Of the 1,295 registered voters polled, only 37 percent support impeaching and removing President Trump from office. While 43 percent favor “no action,” 60 percent of Democrat voters believe Trump should be impeached and removed altogether. However, independents are not on board:
Thirty-seven percent support impeaching and removing the president. Sixty percent of polled Democrats say the president should be impeached and removed, but only 36 percent of independents are in favor. Twenty percent of voters say Trump should be censured by Congress.
Voters were surveyed May 29–30, after special counsel Robert Mueller’s public remarks on the now-debunked investigation into the Trump campaign and Russia collusion. His brief address appeared to give the left’s calls for impeachment a second wind.
“If we had confidence that the president clearly did not commit a crime, we would have said so,” Mueller explained.
Mueller explained further:
First, the opinion explicitly permits the investigation of a sitting president, because it is important to preserve evidence while memories are fresh and documents available. Among other things, that evidence could be used if there were co-conspirators who could be charged now. And second, the opinion says that the constitution requires a process other than the criminal justice system to formally accuse a sitting president of wrongdoing. And beyond department policy, we were guided by principles of fairness. It would be unfair to potentially — it would be unfair to potentially accuse somebody of a crime when there can be no court resolution of the actual charge.

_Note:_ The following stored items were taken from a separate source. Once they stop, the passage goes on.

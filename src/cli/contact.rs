use anyhow::Result;

use crate::cli::display::contact_row;
use crate::cli::ui::{self, non_empty, prompt_field_optional, FormResult};
use crate::cli::visit::pick_project;
use crate::db::Database;
use crate::models::Contact;

/// Raw contact fields as collected from flags or prompts
#[derive(Debug, Default, Clone)]
pub struct ContactForm {
    pub name: Option<String>,
    pub phone: Option<String>,
    pub email: Option<String>,
    pub project: Option<String>,
}

impl ContactForm {
    fn is_empty(&self) -> bool {
        self.name.is_none() && self.phone.is_none() && self.email.is_none() && self.project.is_none()
    }
}

/// Execute `contact add`. With no fields given, prompts for them.
pub fn run_add_contact(db: &Database, form: ContactForm) -> Result<()> {
    let form = if form.is_empty() {
        match interactive_mode(db)? {
            Some(form) => form,
            None => {
                println!("Cancelled.");
                return Ok(());
            }
        }
    } else {
        form
    };

    let mut contact = Contact::new(form.name.and_then(non_empty).unwrap_or_default());
    contact.phone = form.phone.and_then(non_empty);
    contact.email = form.email.and_then(non_empty);
    contact.project_id = form.project.and_then(non_empty);
    contact.validate()?;

    if let Some(ref project_id) = contact.project_id {
        if db.get_project_by_id(project_id)?.is_none() {
            ui::warning(&format!("No project {} exists yet; saving the link anyway.", project_id));
        }
    }

    db.add_contact(&contact)?;

    println!("\nCreated: {} ({})", contact.name, contact.id);
    Ok(())
}

fn interactive_mode(db: &Database) -> Result<Option<ContactForm>> {
    let FormResult::Value(name) = prompt_field_optional("name")? else {
        return Ok(None);
    };
    let FormResult::Value(phone) = prompt_field_optional("phone")? else {
        return Ok(None);
    };
    let FormResult::Value(email) = prompt_field_optional("email")? else {
        return Ok(None);
    };

    let project = pick_project(db)?;

    Ok(Some(ContactForm {
        name: Some(name),
        phone: Some(phone),
        email: Some(email),
        project,
    }))
}

/// Execute `contact list`
pub fn run_list_contacts(db: &Database, json: bool) -> Result<()> {
    let contacts = db.list_contacts()?;

    if json {
        println!("{}", serde_json::to_string_pretty(&contacts)?);
        return Ok(());
    }

    if contacts.is_empty() {
        println!("No contacts yet.");
        return Ok(());
    }

    for contact in &contacts {
        println!("{}", contact_row(contact));
    }
    Ok(())
}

So that was Justice Department policy. Those were the principles under which we operated. And from them, we concluded that we would not reach a determination one way or the other about whether the president committed a crime. That is the office’s final position and we will not comment on any other conclusions or hypotheticals about the president.
Those remarks renewed mass calls for impeachment. A number of 2020 candidates are attempting to appeal to their far-left base by calling for impeachment proceedings:
It’s time for Congress to begin impeachment hearings and follow the facts. Robert Mueller clearly expects Congress to exercise its constitutional authority and take steps that he could not. We can’t let the president defy basic accountability measures built into our Constitution.

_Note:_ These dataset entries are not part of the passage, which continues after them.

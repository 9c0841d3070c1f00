use rusqlite::Connection;
use std::path::PathBuf;
use tracing::{debug, info};

use crate::error::Result;

mod contacts;
mod detail;
mod projects;
mod schema;
mod visits;

pub use schema::SCHEMA_VERSION;

/// Handle to the visit log store. Owned by the caller and passed by
/// reference into every operation.
pub struct Database {
    conn: Connection,
}

/// Row counts shown on the home screen
#[derive(Debug, Clone, Copy, Default, PartialEq, Eq, serde::Serialize)]
pub struct RecordCounts {
    pub visits: u32,
    pub projects: u32,
    pub contacts: u32,
}

impl Database {
    /// Open database at `path`, creating it if needed, and bring the schema up to date
    pub fn open_at(path: PathBuf) -> Result<Self> {
        // Create parent directories
        if let Some(parent) = path.parent() {
            if !parent.as_os_str().is_empty() {
                std::fs::create_dir_all(parent)?;
            }
        }

        debug!(path = %path.display(), "opening database");
        let conn = Connection::open(&path)?;

        let db = Self { conn };
        db.ensure_schema()?;
        Ok(db)
    }

    /// Open in-memory database for testing
    pub fn open_memory() -> Result<Self> {
        let conn = Connection::open_in_memory()?;

        let db = Self { conn };
        db.ensure_schema()?;
        Ok(db)
    }

    /// Apply every pending schema step. Safe to call repeatedly.
    pub fn ensure_schema(&self) -> Result<()> {
        let mut version = self.get_schema_version()?;

        while version < SCHEMA_VERSION {
            let next = version + 1;
            // Each step commits together with its version bump
            let tx = self.conn.unchecked_transaction()?;
            match next {
                1 => tx.execute_batch(schema::SCHEMA_V1)?,
                2 => {
                    if !has_column(&tx, "Contacts", "projectId")? {
                        tx.execute_batch(schema::MIGRATION_V2_ADD_COLUMN)?;
                    }
                    tx.execute_batch(schema::MIGRATION_V2_INDEXES)?;
                }
                _ => unreachable!("no migration defined for schema version {next}"),
            }
            set_schema_version(&tx, next)?;
            tx.commit()?;

            info!(version = next, "applied schema migration");
            version = next;
        }

        Ok(())
    }

    pub fn count_records(&self) -> Result<RecordCounts> {
        let count = |table: &str| -> Result<u32> {
            let sql = format!("SELECT COUNT(*) FROM {}", table);
            Ok(self.conn.query_row(&sql, [], |row| row.get(0))?)
        };

        Ok(RecordCounts {
            visits: count("Visits")?,
            projects: count("Projects")?,
            contacts: count("Contacts")?,
        })
    }

    fn get_schema_version(&self) -> Result<i32> {
        let result: Result<i32, _> =
            self.conn
                .query_row("SELECT version FROM schema_version LIMIT 1", [], |row| {
                    row.get(0)
                });

        match result {
            Ok(v) => Ok(v),
            Err(rusqlite::Error::QueryReturnedNoRows) => Ok(0),
            Err(rusqlite::Error::SqliteFailure(err, msg)) => {
                // "no such table" is error code 1 (SQLITE_ERROR)
                if err.code == rusqlite::ErrorCode::Unknown
                    && msg.as_ref().map_or(false, |m| m.contains("no such table"))
                {
                    Ok(0)
                } else {
                    Err(rusqlite::Error::SqliteFailure(err, msg).into())
                }
            }
            Err(e) => Err(e.into()),
        }
    }
}

fn set_schema_version(conn: &Connection, version: i32) -> Result<()> {
    conn.execute(
        "INSERT OR REPLACE INTO schema_version (id, version) VALUES (1, ?)",
        [version],
    )?;
    Ok(())
}

fn has_column(conn: &Connection, table: &str, column: &str) -> Result<bool> {
    let mut stmt = conn.prepare(&format!("PRAGMA table_info({})", table))?;
    let names = stmt
        .query_map([], |row| row.get::<_, String>(1))?
        .collect::<rusqlite::Result<Vec<_>>>()?;
    Ok(names.iter().any(|n| n == column))
}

— Kirsten Gillibrand (@SenGillibrand) May 29, 2019
Robert Mueller’s statement makes it clear: Congress has a legal and moral obligation to begin impeachment proceedings immediately.
— Cory Booker (@CoryBooker) May 29, 2019
Mueller’s statement makes clear what those who have read his report know: It is an impeachment referral, and it’s up to Congress to act. They should.
— Elizabeth Warren (@ewarren) May 29, 2019
Mueller leaves no doubt:
1) He didn’t exonerate the president because there is evidence he committed crimes.
2) Justice Department policy prevented him from charging the president with any crimes.
3) The Constitution leaves it up to Congress to act—and that’s impeachment.
— Elizabeth Warren (@ewarren) May 29, 2019
Mueller made clear this morning that his investigation now lays at the feet of Congress. No one is above the law—Congress should begin an impeachment inquiry.
— Julián Castro (@JulianCastro) May 29, 2019
There must be consequences, accountability, and justice. The only way to ensure that is to begin impeachment proceedings.
— Beto O’Rourke (@BetoORourke) May 29, 2019
What Robert Mueller basically did was return an impeachment referral. Now it is up to Congress to hold this president accountable.
We need to start impeachment proceedings. It’s our constitutional obligation.
— Kamala Harris (@KamalaHarris) May 29, 2019
If recent polls serve as any indication, endless calls for impeachment will fail to resonate with independent voters.
Full results will be available this week, as reported by the Hill: “Full poll results will be posted online later this week. The Harvard CAPS/Harris Poll survey is an online sample drawn from the Harris Panel and weighted to reflect known demographics. As a representative online sample, it does not report a probability confidence interval.”